## [Work instruction]
All lines in the records that carry the string "HashMap" are to be shown.
═══ The data
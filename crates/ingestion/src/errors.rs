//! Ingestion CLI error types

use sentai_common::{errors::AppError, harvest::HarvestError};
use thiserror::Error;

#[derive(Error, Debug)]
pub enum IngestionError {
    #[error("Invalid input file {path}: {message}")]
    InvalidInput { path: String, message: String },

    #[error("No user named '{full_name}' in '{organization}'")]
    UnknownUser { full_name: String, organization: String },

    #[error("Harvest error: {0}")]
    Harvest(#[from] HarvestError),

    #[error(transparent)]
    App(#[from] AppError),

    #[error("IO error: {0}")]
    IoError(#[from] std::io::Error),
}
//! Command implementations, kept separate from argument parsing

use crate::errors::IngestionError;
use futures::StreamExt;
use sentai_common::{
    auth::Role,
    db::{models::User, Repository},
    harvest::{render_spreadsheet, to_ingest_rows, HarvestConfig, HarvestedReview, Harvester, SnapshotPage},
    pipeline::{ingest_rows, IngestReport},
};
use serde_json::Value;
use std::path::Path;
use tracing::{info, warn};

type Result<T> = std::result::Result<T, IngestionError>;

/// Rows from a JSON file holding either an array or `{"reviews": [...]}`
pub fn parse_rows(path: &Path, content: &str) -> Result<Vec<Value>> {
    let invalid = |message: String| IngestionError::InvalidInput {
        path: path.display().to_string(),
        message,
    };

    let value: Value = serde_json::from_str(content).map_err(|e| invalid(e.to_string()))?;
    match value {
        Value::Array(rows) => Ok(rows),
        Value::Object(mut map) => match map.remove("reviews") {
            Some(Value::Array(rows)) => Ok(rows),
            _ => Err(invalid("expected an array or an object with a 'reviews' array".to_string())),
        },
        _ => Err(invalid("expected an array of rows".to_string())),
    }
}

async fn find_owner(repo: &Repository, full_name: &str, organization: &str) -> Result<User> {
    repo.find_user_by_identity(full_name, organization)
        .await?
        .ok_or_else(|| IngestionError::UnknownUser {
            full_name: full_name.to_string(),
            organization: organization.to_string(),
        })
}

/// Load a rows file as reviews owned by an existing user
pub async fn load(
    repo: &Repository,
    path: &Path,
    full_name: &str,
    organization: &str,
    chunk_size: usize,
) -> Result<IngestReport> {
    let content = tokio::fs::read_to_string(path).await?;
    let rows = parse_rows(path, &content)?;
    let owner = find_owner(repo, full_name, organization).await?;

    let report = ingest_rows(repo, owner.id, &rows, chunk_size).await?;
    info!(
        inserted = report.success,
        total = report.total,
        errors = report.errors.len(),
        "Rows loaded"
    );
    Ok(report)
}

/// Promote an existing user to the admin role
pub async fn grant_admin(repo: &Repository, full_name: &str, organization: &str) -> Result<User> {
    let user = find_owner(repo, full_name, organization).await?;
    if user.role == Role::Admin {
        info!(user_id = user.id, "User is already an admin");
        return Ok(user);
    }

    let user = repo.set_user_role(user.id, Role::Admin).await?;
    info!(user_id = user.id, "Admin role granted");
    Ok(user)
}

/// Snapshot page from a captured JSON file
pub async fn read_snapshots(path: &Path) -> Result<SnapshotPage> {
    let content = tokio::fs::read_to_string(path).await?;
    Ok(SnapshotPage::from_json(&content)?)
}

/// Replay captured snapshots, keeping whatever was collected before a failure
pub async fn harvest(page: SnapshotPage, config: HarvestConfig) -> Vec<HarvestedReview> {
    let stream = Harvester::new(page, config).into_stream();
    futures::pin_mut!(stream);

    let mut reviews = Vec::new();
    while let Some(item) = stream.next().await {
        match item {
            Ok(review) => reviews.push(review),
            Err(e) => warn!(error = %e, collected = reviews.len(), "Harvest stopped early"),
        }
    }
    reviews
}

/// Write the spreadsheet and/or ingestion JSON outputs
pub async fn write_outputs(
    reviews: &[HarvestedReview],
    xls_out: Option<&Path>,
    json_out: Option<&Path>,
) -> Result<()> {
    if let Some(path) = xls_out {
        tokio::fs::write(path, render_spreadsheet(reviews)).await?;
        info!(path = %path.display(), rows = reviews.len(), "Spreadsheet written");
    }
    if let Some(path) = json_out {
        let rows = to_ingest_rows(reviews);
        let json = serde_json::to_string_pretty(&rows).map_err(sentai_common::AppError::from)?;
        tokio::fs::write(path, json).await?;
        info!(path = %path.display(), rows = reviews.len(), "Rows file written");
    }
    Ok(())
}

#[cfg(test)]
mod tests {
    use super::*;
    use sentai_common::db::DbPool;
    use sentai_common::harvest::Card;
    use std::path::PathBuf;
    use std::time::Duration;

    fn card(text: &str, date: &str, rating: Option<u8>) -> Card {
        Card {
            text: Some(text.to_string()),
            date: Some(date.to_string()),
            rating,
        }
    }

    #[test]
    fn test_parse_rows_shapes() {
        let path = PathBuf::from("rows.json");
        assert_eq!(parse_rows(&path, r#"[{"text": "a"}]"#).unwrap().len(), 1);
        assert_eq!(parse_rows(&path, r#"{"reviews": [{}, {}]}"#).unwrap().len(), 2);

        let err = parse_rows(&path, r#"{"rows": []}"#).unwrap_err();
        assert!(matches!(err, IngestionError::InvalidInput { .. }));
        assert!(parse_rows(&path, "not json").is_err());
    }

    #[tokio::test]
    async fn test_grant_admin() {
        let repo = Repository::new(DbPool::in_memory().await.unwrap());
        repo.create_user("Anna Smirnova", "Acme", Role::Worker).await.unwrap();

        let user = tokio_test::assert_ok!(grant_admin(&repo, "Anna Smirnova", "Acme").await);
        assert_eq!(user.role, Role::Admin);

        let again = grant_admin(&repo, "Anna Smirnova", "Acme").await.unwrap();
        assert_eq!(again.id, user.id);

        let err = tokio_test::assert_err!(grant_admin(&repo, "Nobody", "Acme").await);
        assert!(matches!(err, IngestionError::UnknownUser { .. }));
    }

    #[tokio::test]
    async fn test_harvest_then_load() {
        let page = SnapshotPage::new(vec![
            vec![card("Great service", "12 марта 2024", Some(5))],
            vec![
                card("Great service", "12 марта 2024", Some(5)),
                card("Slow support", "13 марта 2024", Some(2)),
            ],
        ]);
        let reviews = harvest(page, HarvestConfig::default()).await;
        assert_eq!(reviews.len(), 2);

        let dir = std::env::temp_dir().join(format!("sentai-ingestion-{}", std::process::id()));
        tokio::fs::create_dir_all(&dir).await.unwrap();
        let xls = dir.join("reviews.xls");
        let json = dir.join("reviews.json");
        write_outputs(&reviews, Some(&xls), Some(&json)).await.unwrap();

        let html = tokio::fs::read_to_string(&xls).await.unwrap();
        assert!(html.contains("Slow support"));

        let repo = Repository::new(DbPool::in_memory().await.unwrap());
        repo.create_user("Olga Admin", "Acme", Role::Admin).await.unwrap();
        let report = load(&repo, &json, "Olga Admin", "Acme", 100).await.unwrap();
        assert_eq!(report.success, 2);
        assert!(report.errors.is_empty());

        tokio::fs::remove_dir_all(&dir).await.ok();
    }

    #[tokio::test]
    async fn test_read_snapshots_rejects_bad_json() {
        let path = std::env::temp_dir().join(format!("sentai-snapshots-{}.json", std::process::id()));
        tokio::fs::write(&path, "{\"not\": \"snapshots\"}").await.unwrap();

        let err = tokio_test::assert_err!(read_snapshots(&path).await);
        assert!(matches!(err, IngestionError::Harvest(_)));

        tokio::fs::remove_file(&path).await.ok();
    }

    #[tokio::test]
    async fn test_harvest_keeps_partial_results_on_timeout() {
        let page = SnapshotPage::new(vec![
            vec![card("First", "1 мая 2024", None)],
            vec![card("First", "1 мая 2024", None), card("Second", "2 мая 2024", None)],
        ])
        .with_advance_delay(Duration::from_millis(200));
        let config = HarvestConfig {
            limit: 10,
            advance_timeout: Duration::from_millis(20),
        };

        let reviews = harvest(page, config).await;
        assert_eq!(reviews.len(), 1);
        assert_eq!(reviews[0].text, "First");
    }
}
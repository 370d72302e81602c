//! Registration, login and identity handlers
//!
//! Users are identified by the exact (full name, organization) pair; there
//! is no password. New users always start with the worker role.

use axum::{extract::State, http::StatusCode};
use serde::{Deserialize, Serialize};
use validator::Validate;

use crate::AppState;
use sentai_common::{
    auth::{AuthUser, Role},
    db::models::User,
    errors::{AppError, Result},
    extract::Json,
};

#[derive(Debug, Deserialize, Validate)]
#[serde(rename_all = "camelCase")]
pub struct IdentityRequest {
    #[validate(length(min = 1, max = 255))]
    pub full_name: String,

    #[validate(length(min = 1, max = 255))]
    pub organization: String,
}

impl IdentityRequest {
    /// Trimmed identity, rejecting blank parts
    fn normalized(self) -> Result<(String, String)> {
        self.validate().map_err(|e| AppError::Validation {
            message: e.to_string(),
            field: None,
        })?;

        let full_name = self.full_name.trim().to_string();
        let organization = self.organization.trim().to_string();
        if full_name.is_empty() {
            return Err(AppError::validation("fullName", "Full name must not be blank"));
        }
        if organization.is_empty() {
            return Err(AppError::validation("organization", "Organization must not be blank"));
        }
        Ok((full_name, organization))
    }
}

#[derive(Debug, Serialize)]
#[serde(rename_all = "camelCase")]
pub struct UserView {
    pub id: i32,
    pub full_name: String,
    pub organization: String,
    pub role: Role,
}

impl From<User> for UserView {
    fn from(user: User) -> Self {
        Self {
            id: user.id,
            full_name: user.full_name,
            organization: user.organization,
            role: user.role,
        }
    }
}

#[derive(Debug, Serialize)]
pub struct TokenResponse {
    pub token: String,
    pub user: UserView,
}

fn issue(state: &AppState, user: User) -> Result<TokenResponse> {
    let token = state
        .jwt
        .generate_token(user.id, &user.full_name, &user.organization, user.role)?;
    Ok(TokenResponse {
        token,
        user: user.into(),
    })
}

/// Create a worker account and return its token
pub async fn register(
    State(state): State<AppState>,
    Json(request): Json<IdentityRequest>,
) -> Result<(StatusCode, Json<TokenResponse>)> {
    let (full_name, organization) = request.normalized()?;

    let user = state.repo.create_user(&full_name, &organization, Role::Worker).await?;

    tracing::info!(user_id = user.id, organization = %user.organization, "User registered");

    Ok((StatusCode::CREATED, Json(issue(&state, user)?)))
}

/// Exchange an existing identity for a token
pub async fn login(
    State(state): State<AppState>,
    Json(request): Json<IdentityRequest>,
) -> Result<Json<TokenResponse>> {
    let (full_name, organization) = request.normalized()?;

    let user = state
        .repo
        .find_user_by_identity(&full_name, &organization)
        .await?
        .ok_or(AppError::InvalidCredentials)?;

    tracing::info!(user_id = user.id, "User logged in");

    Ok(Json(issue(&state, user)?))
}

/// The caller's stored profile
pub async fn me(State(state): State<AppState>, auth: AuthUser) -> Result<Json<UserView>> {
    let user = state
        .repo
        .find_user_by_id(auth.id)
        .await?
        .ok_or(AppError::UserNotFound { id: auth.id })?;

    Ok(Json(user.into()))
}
══════
═══ The data
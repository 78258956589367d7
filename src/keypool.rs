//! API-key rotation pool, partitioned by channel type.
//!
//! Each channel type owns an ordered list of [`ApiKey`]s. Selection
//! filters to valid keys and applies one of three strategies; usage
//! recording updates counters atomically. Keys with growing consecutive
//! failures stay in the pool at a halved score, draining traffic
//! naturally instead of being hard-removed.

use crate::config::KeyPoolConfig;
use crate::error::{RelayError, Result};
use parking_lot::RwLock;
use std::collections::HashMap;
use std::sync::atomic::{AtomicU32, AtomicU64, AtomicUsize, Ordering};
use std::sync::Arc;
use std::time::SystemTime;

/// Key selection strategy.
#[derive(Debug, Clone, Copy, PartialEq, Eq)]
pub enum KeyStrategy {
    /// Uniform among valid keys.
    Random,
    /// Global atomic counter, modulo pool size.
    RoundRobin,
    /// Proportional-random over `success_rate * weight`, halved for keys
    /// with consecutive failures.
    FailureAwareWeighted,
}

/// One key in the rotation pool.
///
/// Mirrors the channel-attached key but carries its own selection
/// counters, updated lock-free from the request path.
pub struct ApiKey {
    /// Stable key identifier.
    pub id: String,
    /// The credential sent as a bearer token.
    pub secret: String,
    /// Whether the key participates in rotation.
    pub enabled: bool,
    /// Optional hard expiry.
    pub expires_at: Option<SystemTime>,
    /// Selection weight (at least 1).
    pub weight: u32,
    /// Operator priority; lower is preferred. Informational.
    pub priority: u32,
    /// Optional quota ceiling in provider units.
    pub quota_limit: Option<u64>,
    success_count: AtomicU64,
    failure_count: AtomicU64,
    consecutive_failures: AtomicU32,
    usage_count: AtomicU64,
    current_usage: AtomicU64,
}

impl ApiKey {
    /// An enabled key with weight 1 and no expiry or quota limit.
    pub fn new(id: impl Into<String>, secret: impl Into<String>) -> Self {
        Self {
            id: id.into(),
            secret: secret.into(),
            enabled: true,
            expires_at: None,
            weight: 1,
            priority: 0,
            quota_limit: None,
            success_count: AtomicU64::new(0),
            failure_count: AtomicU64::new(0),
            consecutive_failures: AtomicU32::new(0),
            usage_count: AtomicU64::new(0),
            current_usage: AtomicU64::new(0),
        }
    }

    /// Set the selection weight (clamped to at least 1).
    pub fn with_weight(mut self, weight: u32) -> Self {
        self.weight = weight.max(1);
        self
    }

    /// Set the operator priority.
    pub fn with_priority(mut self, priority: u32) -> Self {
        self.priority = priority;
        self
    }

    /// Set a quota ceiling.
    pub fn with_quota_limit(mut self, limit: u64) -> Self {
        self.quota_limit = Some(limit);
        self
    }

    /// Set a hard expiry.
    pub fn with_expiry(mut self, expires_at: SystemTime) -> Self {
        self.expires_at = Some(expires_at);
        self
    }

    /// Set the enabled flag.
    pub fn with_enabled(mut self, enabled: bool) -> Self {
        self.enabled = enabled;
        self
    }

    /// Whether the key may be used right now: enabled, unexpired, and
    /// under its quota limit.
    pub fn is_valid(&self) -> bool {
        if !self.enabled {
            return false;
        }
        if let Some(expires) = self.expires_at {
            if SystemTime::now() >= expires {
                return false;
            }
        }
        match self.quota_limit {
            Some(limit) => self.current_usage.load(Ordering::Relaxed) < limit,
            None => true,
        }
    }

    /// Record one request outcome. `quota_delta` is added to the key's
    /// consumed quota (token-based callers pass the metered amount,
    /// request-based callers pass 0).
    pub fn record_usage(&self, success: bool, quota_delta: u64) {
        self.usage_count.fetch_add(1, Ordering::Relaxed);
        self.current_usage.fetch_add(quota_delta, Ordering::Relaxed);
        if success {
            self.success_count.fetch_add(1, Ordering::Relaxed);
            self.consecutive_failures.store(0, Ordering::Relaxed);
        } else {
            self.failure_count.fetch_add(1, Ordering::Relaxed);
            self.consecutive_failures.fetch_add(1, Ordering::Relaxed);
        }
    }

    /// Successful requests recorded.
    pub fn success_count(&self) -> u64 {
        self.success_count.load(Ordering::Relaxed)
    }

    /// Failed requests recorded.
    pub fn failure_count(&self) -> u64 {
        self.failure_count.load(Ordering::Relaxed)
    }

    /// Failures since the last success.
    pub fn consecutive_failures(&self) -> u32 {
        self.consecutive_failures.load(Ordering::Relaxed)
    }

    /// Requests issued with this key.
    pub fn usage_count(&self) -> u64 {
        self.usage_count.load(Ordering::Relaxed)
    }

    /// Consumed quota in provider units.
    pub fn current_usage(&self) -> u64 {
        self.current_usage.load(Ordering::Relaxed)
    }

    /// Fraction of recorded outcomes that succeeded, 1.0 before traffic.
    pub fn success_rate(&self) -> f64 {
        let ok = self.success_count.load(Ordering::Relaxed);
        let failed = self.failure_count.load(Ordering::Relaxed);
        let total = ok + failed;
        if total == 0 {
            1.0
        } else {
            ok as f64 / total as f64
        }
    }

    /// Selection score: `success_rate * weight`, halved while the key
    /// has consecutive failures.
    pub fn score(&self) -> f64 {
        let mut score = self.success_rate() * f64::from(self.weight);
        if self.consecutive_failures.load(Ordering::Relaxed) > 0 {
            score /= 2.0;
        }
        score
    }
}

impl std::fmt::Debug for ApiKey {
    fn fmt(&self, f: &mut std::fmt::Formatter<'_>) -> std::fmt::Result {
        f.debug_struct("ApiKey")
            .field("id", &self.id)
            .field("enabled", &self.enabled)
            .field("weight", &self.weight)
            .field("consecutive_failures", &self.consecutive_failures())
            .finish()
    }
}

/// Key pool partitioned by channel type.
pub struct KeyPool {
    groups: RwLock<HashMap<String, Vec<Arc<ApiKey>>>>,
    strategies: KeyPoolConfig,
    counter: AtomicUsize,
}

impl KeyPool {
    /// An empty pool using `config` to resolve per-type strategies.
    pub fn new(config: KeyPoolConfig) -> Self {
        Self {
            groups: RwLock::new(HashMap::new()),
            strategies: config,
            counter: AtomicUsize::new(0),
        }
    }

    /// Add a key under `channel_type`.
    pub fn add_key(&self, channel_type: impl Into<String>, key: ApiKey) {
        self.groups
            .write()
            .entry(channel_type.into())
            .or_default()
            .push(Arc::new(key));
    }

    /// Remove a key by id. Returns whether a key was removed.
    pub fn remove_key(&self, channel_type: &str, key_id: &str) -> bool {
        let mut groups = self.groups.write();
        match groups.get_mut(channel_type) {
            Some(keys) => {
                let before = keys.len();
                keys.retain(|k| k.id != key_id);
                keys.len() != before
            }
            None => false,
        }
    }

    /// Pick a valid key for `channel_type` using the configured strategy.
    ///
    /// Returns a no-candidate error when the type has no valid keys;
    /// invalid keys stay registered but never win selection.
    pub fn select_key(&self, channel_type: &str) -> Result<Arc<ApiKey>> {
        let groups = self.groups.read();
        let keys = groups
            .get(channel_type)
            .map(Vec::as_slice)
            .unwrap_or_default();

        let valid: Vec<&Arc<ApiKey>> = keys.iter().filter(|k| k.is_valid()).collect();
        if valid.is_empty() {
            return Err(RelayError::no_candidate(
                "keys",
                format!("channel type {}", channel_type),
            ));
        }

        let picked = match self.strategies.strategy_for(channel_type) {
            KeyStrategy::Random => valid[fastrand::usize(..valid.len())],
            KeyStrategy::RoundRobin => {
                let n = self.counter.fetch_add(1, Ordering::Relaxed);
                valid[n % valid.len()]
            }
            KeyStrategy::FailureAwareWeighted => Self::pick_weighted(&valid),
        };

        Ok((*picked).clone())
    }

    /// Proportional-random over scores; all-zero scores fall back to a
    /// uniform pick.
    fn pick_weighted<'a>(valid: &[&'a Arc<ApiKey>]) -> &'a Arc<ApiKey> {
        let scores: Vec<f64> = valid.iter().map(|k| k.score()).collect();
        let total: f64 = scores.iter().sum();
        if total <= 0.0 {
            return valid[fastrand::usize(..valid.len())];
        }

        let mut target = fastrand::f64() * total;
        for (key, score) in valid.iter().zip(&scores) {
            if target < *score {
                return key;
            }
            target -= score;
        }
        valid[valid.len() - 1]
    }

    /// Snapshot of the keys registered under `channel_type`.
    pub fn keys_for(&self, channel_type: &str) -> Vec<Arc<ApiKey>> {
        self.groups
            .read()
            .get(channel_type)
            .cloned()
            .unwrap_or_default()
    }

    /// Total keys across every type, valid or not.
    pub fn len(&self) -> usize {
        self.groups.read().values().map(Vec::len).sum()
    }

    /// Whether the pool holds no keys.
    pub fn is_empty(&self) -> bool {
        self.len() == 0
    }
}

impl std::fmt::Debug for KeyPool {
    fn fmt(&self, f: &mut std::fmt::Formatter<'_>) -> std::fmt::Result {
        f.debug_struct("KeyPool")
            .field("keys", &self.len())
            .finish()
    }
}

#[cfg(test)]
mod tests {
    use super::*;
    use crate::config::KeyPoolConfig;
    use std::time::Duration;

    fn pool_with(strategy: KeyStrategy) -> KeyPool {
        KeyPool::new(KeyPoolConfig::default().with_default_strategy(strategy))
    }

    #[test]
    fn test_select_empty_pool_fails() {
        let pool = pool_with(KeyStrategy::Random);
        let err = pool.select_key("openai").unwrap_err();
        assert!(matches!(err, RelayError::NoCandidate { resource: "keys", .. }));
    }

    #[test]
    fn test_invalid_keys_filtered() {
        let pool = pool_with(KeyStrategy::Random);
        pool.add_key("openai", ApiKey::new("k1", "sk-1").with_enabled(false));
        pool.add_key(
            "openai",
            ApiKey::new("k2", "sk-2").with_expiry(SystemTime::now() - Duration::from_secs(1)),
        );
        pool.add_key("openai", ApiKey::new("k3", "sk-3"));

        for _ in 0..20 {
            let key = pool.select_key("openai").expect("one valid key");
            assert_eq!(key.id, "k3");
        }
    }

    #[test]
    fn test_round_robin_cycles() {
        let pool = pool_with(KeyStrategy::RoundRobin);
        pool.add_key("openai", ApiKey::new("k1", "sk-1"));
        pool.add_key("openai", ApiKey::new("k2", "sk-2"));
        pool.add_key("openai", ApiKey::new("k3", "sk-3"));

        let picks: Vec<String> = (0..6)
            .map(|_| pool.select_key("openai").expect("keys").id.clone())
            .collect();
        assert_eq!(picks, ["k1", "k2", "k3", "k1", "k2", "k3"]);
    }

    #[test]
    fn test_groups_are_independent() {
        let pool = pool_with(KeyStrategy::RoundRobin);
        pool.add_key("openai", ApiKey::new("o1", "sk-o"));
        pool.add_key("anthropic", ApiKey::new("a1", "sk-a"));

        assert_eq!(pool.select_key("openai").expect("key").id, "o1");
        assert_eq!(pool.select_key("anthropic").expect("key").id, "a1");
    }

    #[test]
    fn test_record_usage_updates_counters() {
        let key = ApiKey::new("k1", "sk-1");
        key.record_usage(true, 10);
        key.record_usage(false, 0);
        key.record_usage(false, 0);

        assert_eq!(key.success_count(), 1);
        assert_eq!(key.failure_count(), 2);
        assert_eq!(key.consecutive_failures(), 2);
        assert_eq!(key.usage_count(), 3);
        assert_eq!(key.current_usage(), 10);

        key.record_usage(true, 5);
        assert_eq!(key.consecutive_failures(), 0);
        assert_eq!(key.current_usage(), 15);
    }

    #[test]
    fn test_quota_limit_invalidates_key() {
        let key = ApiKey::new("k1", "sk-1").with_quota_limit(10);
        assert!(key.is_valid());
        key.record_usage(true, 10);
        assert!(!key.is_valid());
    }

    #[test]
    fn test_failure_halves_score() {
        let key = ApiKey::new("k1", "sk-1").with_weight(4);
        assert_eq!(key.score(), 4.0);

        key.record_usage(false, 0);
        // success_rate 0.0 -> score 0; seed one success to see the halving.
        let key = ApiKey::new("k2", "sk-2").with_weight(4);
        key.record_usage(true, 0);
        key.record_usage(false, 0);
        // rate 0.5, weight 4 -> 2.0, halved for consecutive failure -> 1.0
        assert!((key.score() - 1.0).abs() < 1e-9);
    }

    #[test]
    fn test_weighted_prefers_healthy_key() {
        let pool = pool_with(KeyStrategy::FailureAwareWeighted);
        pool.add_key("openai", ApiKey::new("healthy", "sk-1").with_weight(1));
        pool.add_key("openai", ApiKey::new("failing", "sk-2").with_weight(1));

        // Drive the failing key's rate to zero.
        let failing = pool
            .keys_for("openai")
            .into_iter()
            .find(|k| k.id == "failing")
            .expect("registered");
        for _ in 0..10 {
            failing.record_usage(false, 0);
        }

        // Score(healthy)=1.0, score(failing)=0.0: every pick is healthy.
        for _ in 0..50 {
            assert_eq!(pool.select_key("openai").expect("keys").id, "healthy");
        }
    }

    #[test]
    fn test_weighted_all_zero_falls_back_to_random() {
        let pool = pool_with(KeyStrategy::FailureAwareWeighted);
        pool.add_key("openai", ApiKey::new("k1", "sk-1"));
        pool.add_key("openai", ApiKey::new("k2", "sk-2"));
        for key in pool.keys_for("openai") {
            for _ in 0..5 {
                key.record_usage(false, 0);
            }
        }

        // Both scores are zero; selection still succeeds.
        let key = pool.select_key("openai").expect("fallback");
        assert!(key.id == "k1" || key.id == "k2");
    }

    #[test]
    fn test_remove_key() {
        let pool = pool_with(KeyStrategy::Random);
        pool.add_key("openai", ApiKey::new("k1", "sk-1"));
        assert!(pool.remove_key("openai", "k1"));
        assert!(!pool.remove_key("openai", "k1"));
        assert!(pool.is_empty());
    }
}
══════
## [Task result]
use std::collections::HashMap;
    groups: RwLock<HashMap<String, Vec<Arc<ApiKey>>>>,
            groups: RwLock::new(HashMap::new()),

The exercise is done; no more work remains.